═══ Listed entries
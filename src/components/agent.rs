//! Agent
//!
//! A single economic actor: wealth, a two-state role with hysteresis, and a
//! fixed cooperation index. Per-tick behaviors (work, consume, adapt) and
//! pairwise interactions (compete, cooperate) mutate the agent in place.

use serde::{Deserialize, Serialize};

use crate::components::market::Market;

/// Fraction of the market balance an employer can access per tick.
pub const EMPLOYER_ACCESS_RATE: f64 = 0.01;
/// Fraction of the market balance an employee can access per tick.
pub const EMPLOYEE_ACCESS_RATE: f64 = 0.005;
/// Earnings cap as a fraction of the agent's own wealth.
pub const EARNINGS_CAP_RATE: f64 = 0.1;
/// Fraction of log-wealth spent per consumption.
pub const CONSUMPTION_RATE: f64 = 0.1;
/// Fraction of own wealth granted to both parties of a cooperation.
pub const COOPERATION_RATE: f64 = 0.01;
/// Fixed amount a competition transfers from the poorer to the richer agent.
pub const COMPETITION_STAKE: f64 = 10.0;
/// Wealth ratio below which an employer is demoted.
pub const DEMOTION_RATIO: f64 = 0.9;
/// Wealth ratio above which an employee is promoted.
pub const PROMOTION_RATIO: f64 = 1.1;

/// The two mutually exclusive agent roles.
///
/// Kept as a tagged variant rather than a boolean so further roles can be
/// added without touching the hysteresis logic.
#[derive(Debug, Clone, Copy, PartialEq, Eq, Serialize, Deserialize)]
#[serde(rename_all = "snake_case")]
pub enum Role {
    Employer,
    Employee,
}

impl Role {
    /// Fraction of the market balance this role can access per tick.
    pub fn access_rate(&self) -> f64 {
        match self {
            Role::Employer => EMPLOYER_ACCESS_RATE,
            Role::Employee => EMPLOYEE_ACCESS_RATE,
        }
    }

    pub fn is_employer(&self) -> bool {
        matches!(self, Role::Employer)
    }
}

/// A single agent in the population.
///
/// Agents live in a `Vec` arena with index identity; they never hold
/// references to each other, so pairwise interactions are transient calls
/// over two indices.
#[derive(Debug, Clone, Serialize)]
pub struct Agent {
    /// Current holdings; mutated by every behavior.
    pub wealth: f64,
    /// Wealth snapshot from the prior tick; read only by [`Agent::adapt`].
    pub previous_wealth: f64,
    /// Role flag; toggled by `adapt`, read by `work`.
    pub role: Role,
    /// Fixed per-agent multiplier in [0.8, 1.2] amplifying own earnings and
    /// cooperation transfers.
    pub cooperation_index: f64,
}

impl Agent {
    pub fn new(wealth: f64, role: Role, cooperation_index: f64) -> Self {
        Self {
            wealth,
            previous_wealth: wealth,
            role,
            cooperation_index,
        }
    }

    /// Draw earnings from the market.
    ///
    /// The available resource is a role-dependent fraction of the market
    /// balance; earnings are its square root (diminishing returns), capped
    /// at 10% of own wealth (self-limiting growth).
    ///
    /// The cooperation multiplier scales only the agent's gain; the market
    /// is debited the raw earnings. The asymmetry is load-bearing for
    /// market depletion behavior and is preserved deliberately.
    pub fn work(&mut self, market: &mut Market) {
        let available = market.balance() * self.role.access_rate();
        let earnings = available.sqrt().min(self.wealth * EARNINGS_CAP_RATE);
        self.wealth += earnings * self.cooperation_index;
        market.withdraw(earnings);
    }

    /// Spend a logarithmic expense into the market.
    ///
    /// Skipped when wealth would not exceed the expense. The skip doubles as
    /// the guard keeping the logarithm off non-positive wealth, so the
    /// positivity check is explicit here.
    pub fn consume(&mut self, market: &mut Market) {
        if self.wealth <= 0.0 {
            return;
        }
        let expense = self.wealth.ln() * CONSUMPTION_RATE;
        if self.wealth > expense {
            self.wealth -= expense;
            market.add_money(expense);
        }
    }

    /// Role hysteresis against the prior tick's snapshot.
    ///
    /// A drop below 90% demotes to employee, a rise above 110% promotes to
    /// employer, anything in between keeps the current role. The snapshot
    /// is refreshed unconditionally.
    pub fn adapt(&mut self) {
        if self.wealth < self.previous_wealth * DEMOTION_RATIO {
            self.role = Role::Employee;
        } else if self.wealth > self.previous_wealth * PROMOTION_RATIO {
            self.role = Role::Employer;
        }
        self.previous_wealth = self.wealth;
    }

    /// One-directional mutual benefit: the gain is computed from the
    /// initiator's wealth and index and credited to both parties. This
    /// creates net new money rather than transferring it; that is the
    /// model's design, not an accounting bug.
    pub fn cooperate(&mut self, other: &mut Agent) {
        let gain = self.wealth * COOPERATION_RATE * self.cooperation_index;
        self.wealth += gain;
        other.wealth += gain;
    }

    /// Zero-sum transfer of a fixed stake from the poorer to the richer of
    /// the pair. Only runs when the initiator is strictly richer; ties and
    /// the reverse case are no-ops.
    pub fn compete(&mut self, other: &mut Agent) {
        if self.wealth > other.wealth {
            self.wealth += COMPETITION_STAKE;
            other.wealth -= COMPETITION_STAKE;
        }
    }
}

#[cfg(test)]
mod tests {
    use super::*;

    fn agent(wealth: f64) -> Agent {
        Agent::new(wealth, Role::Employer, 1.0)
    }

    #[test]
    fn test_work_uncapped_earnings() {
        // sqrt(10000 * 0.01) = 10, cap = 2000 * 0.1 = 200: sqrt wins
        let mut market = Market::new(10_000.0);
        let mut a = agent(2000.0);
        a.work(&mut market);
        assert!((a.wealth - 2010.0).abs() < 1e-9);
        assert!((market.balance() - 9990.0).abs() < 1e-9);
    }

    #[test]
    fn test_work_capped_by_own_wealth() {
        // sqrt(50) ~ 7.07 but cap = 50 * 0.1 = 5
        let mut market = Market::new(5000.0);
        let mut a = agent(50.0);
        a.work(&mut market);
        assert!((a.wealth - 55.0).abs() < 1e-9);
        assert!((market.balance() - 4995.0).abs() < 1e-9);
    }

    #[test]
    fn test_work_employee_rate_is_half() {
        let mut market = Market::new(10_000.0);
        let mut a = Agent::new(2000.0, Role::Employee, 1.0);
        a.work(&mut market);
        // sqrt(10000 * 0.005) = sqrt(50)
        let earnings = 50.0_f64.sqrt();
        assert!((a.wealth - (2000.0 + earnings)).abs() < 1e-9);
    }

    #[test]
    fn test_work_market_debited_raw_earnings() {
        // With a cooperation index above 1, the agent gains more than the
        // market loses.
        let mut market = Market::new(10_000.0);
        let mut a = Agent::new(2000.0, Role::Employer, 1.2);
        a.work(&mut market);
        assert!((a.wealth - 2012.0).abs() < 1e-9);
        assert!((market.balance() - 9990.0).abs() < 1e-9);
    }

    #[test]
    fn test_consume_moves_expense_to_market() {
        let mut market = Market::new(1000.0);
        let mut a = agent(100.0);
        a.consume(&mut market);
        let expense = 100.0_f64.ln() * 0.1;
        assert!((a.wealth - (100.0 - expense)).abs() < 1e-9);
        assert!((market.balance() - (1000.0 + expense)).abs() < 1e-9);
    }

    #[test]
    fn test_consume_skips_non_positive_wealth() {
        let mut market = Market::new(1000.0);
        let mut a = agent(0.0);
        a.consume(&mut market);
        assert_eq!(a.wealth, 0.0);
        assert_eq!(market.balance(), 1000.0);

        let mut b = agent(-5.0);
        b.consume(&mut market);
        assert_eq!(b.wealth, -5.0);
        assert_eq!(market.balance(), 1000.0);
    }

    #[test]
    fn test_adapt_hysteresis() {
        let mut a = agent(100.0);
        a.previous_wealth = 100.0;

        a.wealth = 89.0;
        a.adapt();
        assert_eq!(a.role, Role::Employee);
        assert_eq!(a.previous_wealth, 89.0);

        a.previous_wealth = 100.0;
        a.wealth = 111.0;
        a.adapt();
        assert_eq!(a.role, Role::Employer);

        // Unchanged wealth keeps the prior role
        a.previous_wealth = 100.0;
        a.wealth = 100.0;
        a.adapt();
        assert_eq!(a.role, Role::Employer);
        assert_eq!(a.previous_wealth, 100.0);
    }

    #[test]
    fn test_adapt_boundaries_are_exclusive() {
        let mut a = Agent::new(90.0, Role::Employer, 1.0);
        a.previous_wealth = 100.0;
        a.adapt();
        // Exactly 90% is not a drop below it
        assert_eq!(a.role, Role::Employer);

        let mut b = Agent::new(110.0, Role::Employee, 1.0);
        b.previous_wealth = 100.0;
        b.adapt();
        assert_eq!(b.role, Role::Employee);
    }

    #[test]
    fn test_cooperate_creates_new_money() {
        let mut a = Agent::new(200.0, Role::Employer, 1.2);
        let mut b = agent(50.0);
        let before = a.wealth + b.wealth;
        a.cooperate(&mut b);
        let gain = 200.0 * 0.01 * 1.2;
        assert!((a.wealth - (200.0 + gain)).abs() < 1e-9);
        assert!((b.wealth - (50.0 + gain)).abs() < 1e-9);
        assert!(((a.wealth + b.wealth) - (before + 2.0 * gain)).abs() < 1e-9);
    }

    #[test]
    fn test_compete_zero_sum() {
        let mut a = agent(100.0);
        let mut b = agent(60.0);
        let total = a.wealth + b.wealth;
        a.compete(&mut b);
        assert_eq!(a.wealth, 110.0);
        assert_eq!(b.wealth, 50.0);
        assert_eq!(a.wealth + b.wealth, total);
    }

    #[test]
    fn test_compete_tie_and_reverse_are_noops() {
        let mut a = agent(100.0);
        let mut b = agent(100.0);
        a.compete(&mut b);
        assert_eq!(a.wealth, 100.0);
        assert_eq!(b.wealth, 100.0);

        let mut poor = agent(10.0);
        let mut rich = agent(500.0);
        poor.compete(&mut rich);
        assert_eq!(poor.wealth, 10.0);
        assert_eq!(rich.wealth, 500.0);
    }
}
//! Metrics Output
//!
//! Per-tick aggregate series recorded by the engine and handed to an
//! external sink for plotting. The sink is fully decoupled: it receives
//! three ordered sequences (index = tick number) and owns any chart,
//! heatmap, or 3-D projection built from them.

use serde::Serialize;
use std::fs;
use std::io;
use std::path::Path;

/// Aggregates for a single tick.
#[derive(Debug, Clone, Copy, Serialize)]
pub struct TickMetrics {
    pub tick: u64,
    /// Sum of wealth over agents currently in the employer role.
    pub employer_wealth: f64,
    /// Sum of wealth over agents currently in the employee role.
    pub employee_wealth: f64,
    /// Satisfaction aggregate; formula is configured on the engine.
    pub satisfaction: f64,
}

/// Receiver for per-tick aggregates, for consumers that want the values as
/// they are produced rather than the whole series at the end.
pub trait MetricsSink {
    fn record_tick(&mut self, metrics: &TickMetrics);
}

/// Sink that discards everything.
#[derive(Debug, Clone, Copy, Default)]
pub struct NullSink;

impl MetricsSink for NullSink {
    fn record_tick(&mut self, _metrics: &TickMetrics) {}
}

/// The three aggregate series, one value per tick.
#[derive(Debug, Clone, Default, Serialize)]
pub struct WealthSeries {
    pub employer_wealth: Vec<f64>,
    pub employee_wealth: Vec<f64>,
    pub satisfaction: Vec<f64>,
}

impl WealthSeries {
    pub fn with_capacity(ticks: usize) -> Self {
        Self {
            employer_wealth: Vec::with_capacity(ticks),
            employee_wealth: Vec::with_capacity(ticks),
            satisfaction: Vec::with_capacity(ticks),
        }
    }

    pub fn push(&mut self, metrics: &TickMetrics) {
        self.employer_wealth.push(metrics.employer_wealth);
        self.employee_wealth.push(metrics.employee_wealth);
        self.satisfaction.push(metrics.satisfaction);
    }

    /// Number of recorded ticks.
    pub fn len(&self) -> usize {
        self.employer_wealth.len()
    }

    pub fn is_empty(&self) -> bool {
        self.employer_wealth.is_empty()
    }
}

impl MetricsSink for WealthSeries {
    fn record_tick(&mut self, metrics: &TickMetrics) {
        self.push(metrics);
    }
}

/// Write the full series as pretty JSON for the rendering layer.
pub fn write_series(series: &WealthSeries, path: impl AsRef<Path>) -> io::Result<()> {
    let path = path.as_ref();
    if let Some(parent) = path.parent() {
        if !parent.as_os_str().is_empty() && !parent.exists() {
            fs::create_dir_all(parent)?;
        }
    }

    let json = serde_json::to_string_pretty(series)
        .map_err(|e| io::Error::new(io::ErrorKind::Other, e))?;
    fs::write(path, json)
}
══════
Take the entries above and copy out all lines with the string "rather".

[Answer to this problem]
/// Kept as a tagged variant rather than a boolean so further roles can be
    /// creates net new money rather than transferring it; that is the
/// they are produced rather than the whole series at the end.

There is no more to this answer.